Beide Vertragsseiten sind zwar davon ausgegangen, dass der Zaun der Papiergrenze entspricht; sie haben also über den Verlauf der vermessenen Grenze in der Natur geirrt. Entscheidend ist aber, ob die Maßgeblichkeit der Naturgrenze zum Inhalt des Kaufvertrags gemacht wurde. Berücksichtigt man, dass

keine gemeinsame Besichtigung und/oder Begehung der Grenzen stattfand,

(nur) auf Basis der Vermessungsurkunde verhandelt wurde, ohne den Zaun als Grenze je zu thematisieren,

(auch) im schriftlichen Kaufvertrag kein Bezug auf die tatsächliche Situation in der Natur genommen wurde, vielmehr

für das an sich unbebaute Grundstück auf allfällig „erd-, mauer-, niet- und nagelfest“ Verbundenes Bedacht genommen wurde,

erweist sich die Rechtsansicht, es liege gar kein Geschäftsirrtum im engeren Sinn vor, der zur Vertragsanfechtung/-anpassung berechtige, nicht als korrekturbedürftige Fehlbeurteilung.

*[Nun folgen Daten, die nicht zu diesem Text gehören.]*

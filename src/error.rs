use std::path::PathBuf;

use thiserror::Error;

/// Crate-wide result type.
pub type Result<T> = std::result::Result<T, Error>;

/// Failures that stop a run. Per-video lookup failures never end up here,
/// they are recorded as a `Status` instead.
#[derive(Debug, Error)]
pub enum Error {
  #[error("{path}: missing column `{column}`")]
  MissingColumn { path: PathBuf, column: String },

  #[error("invalid configuration: {0}")]
  InvalidConfig(String),

  #[error(transparent)]
  Io(#[from] std::io::Error),

  #[error(transparent)]
  Csv(#[from] csv::Error),

  #[error(transparent)]
  Http(#[from] reqwest::Error),
}

impl Error {
  pub(crate) fn config(message: impl Into<String>) -> Self {
    Self::InvalidConfig(message.into())
  }
}

impl From<tempfile::PersistError> for Error {
  fn from(err: tempfile::PersistError) -> Self {
    Self::Io(err.error)
  }
}
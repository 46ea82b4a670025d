use std::path::PathBuf;

use anyhow::{Context, Result};
use clap::Parser;
use tracing::info;

use transcript_check::batches::{split_into_batches, write_batches, ASSIGNMENTS_FILENAME};
use transcript_check::config::{DEFAULT_BATCH_SIZE, DEFAULT_ID_COLUMN, DEFAULT_INPUT_FILEPATH};
use transcript_check::local::load_video_ids;
use transcript_check::logging;

/// Splits a video list into batch files, one per execution environment.
#[derive(Parser, Debug)]
#[command(name = "split_into_batches")]
struct Params {
  #[arg(short, long, default_value = DEFAULT_INPUT_FILEPATH)]
  input: PathBuf,

  #[arg(short, long, default_value = DEFAULT_ID_COLUMN)]
  column: String,

  #[arg(long, default_value_t = DEFAULT_BATCH_SIZE)]
  per_batch: usize,

  #[arg(long, default_value = ".")]
  out_dir: PathBuf,
}

fn main() -> Result<()> {
  logging::init();
  let params = Params::parse();

  let ids = load_video_ids(&params.input, &params.column)
    .with_context(|| format!("reading {}", params.input.display()))?;
  let batches = split_into_batches(&ids, params.per_batch)?;
  info!(
    total = ids.len(),
    per_batch = params.per_batch,
    batches = batches.len(),
    "splitting"
  );
  write_batches(&params.out_dir, &params.column, &batches)?;
  info!(
    file = %params.out_dir.join(ASSIGNMENTS_FILENAME).display(),
    "saved platform assignments"
  );
  eprintln!("-- run check_transcripts on each batch, name the outputs results_<n>.csv, then run merge_results");
  Ok(())
}
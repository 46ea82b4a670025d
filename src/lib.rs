pub mod batches;
pub mod checker;
pub mod config;
pub mod error;
pub mod local;
pub mod logging;
pub mod merge;
pub mod record;
pub mod remote;
pub mod stats;

pub use error::{Error, Result};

2. Zum Feststellungsbegehren:

Das Berufungsgericht hat diesem die Berechtigung zum einen mangels tragfähiger Sachverhaltsgrundlage und zum anderen mit der Begründung versagt, es sei auf die Haftung für bereits entstandene Schäden gerichtet, sodass es von vornherein an einem Feststellungsbegehren nach § 228 ZPO fehle. Mit dem zweiten, selbständigen Abweisungsgrund setzt sich die Revision mit keinem Wort auseinander, sodass der Oberste Gerichtshof dazu nicht mehr Stellung zu nehmen hat (RIS-Justiz RS0043338 [T17 und T18]; RS0043352 [T18]).